◆ Directions for this task
Write each entry out once more, please, precisely as shown.

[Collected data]

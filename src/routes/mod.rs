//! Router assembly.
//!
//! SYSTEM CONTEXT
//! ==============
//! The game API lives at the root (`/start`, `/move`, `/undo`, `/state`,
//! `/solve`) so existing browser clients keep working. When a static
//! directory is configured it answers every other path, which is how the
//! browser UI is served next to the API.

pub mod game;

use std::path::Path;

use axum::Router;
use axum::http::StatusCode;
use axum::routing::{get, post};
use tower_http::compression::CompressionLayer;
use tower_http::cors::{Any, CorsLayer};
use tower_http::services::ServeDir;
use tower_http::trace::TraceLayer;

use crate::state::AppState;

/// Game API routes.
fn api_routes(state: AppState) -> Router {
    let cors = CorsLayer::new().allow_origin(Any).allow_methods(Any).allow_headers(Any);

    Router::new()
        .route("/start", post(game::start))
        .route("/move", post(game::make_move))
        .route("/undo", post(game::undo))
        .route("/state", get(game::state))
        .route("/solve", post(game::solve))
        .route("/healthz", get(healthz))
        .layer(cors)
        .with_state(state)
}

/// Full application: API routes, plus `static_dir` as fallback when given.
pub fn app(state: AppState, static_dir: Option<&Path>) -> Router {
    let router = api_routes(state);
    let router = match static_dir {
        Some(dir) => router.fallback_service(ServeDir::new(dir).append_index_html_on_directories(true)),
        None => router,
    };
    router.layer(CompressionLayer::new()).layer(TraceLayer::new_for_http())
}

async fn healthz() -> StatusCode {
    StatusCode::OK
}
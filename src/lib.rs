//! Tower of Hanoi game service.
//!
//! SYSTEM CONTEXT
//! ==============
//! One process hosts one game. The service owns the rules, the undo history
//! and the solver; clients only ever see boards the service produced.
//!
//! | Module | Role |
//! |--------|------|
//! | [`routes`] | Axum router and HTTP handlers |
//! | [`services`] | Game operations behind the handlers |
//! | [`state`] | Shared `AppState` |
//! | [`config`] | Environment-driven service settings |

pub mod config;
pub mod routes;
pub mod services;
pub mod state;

◆ Answer to the exercise
filename src/routes/mod.rs
//! Router assembly.
//!
//! SYSTEM CONTEXT
//! ==============
//! The game API lives at the root (`/start`, `/move`, `/undo`, `/state`,
//! `/solve`) so existing browser clients keep working. When a static
//! directory is configured it answers every other path, which is how the
//! browser UI is served next to the API.

pub mod game;

use std::path::Path;

use axum::Router;
use axum::http::StatusCode;
use axum::routing::{get, post};
use tower_http::compression::CompressionLayer;
use tower_http::cors::{Any, CorsLayer};
use tower_http::services::ServeDir;
use tower_http::trace::TraceLayer;

use crate::state::AppState;

/// Game API routes.
fn api_routes(state: AppState) -> Router {
    let cors = CorsLayer::new().allow_origin(Any).allow_methods(Any).allow_headers(Any);

    Router::new()
        .route("/start", post(game::start))
        .route("/move", post(game::make_move))
        .route("/undo", post(game::undo))
        .route("/state", get(game::state))
        .route("/solve", post(game::solve))
        .route("/healthz", get(healthz))
        .layer(cors)
        .with_state(state)
}

/// Full application: API routes, plus `static_dir` as fallback when given.
pub fn app(state: AppState, static_dir: Option<&Path>) -> Router {
    let router = api_routes(state);
    let router = match static_dir {
        Some(dir) => router.fallback_service(ServeDir::new(dir).append_index_html_on_directories(true)),
        None => router,
    };
    router.layer(CompressionLayer::new()).layer(TraceLayer::new_for_http())
}

async fn healthz() -> StatusCode {
    StatusCode::OK
}
filename src/lib.rs
//! Tower of Hanoi game service.
//!
//! SYSTEM CONTEXT
//! ==============
//! One process hosts one game. The service owns the rules, the undo history
//! and the solver; clients only ever see boards the service produced.
//!
//! | Module | Role |
//! |--------|------|
//! | [`routes`] | Axum router and HTTP handlers |
//! | [`services`] | Game operations behind the handlers |
//! | [`state`] | Shared `AppState` |
//! | [`config`] | Environment-driven service settings |

pub mod config;
pub mod routes;
pub mod services;
pub mod state;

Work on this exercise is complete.